Antwoord schriftelijke vragen : Antwoord op vragen van het lid Amhaouch over het bericht ‘Minister Adriaansens schrikt van krimppercentage en het bericht Duitse recessie wakkert zorgen aan om Europese economie
Vragen van het lid Amhaouch (CDA) aan de Minister van Economische Zaken en Klimaat over het bericht «Minister Adriaansens schrikt van krimppercentage» en het bericht «Duitse recessie wakkert zorgen aan om Europese economie» (ingezonden 2 juni 2023).
Antwoord van Minister Adriaansens (Economische Zaken en Klimaat) (ontvangen 9 oktober
2023).
Vraag 1
Bent u bekend met de berichten «Minister Adriaansens schrikt van krimppercentage»1 en «Duitse recessie wakkert zorgen aan om Europese economie»?2
Antwoord 1
Ja.
Vraag 2
Kunt u een uitgebreide reactie geven op de krimp van de Nederlandse economie, de verschillende
oorzaken daarvan en de gevolgen voor de concurrentiepositie van Nederland?
Antwoord 2
Op het moment verkeert Nederland in een milde recessie, doordat de economie de afgelopen
twee kwartalen met respectievelijk 0,4% en 0,3% is gekrompen. Ondanks de twee kwartalen
van economische krimp verwacht het CPB nog steeds economische groei op jaarbasis van
0,7%. In 2024 verwacht het CPB dat de groei toeneemt naar 1,4%. De economische krimp
lijkt dus van tijdelijke aard te zijn. Sinds 2020 presteerde de Nederlandse economie
echter boven verwachting goed en ook fors beter dan omringende landen.3 De economie heeft daarmee een aanzienlijk herstelvermogen getoond.

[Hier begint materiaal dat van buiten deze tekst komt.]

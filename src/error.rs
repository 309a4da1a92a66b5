use thiserror::Error;

/// Errors that can occur while serving relay connections.
#[derive(Error, Debug)]
pub enum RelayError {
    /// WebSocket transport error.
    #[error("websocket error: {0}")]
    WebSocket(#[from] tungstenite::Error),
    /// Underlying I/O error.
    #[error("io error: {0}")]
    Io(#[from] std::io::Error),
    /// The connection was closed by the remote peer.
    #[error("connection closed")]
    ConnectionClosed,
}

Er zijn meerdere redenen voor het sterke herstelvermogen. Ten eerste heeft Nederland
in 2021 en 2022 sterk geprofiteerd van een aantrekkende wereldmarkt waardoor de uitvoer
toenam. Zo is de groei van uitvoer in de «machine-industrie» sector recentelijk sterk
gestegen. Denk hierbij aan het wereldwijde chiptekort waardoor de vraag naar Nederlandse
chipmachines toenam. Ten tweede is de wederuitvoer gedurende de crisisjaren ook sterk
door blijven stijgen. Dit zijn goederen die na een kleine bewerking in bijvoorbeeld
de Rotterdamse haven uitgevoerd worden naar het buitenland. Deze twee componenten
vertaalden zich in een sterk herstel na de coronacrisis. Dit lijkt nu echter tot een
einde te komen doordat de groei van de wereldeconomie terugvalt.

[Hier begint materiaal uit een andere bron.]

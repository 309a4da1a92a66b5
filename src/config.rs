use clap::Parser;
use std::net::SocketAddr;

/// CLI arguments for the signaling relay.
#[derive(Parser, Debug, Clone)]
#[command(name = "sigrelay")]
#[command(about = "Room-scoped WebRTC signaling relay")]
#[command(version)]
pub struct Args {
    /// Socket address to listen on.
    #[arg(long, default_value = "0.0.0.0:8080", env = "SIGRELAY_LISTEN")]
    pub listen: SocketAddr,
    /// Listen port override. Hosting platforms hand out the port this way.
    #[arg(long, env = "PORT")]
    pub port: Option<u16>,
    /// Socket address for the metrics endpoint.
    #[arg(long, default_value = "127.0.0.1:9090", env = "SIGRELAY_METRICS")]
    pub metrics_addr: SocketAddr,
    /// Maximum total concurrent connections.
    #[arg(long, default_value = "100000", env = "SIGRELAY_MAX_CONNS")]
    pub max_conns: usize,
    /// Maximum WebSocket message size in bytes.
    #[arg(long, default_value = "65536", env = "SIGRELAY_MAX_PAYLOAD")]
    pub max_payload: usize,
    /// Capacity of each connection's outbound delivery queue.
    #[arg(long, default_value = "64", env = "SIGRELAY_SEND_QUEUE")]
    pub send_queue_depth: usize,
}

/// Runtime configuration derived from [`Args`].
#[derive(Debug, Clone)]
pub struct ServerConfig {
    /// Socket address to listen on.
    pub listen: SocketAddr,
    /// Socket address for the metrics endpoint.
    pub metrics_addr: SocketAddr,
    /// Maximum total concurrent connections.
    pub max_conns: usize,
    /// Maximum WebSocket message size in bytes.
    pub max_payload: usize,
    /// Capacity of each connection's outbound delivery queue.
    pub send_queue_depth: usize,
}

impl ServerConfig {
    /// Validates the configuration values are within acceptable bounds.
    ///
    /// # Errors
    ///
    /// Returns a description of the first value found out of bounds.
    pub fn validate(&self) -> Result<(), String> {
        if self.max_conns == 0 {
            return Err("max_conns must be greater than 0".to_string());
        }
        if self.max_conns > 1_000_000 {
            return Err("max_conns exceeds reasonable limit (1,000,000)".to_string());
        }

        const MAX_ALLOWED_PAYLOAD: usize = 16_777_216;
        if self.max_payload == 0 {
            return Err("max_payload must be greater than 0".to_string());
        }
        if self.max_payload > MAX_ALLOWED_PAYLOAD {
            return Err(format!(
                "max_payload exceeds maximum allowed ({} bytes)",
                MAX_ALLOWED_PAYLOAD
            ));
        }

        if self.send_queue_depth == 0 {
            return Err("send_queue_depth must be greater than 0".to_string());
        }
        if self.send_queue_depth > 65_536 {
            return Err("send_queue_depth exceeds reasonable limit (65,536)".to_string());
        }
        Ok(())
    }
}

impl From<Args> for ServerConfig {
    fn from(args: Args) -> Self {
        let mut listen = args.listen;
        if let Some(port) = args.port {
            listen.set_port(port);
        }
        Self {
            listen,
            metrics_addr: args.metrics_addr,
            max_conns: args.max_conns,
            max_payload: args.max_payload,
            send_queue_depth: args.send_queue_depth,
        }
    }
}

Ook is de inflatie de afgelopen jaren erg hoog geweest, door de oververhitting van
de economie en door de invloed van de energieprijsschok. Hogere prijzen leiden onder
normale omstandigheden tot afnemende consumptieve bestedingen, en hebben daarmee een
drukkend effect op de groei. Hogere lonen en overheidssteun hebben dit effect echter
beperkt. Dit zien we terug in de consumptiecijfers van huishoudens: in de periode
2022–2024 is er sprake van 3,1% groei. Ook de stijging van de overheidsconsumptie
(2,3%) jaagt de economie op korte termijn aan. Mede hierom verwacht het CPB in 2023
nog wel economische groei.
Daarbij drukt ook de hogere rente de economische groei. Een indicatie hiervoor zijn
de teruglopende investeringscijfers: in de periode 2022–2024 is er beperkte groei
van investeringen van 1,2%. Naar verwachting zullen afnemende investeringen een negatieve
invloed hebben op de concurrentiepositie en op de langetermijngroei. Daarnaast kunnen
hogere prijzen en lonen de concurrentiepositie ten opzichte van andere economieën
onder druk zetten. Tot slot heeft Nederland, net als veel andere ontwikkelde economieën
al jaren last van teruglopende productiviteitscijfers, hetgeen de concurrentiepositie
ook kan drukken.
Desalniettemin blijf ik positief gestemd over de toekomst. De fundamenten onder onze
economie zijn nog steeds goed. Er is historisch lage werkloosheid en er zijn nog altijd
meer banen beschikbaar dan werkzoekenden. Wel is het voor het groeipotentieel van
de Nederlandse economie – gezien de langetermijnuitdagingen zoals vergrijzing en achterblijvende
arbeidsproductiviteitsgroei – van belang dat de investeringen verder toenemen.
Vraag 3
In hoeverre verwacht u dat de krimp van de Nederlandse en Duitse economie tijdelijk
zijn en waarom?
Antwoord 3
De Nederlandse en Duitse economie verkeren op dit moment beide in een milde recessie.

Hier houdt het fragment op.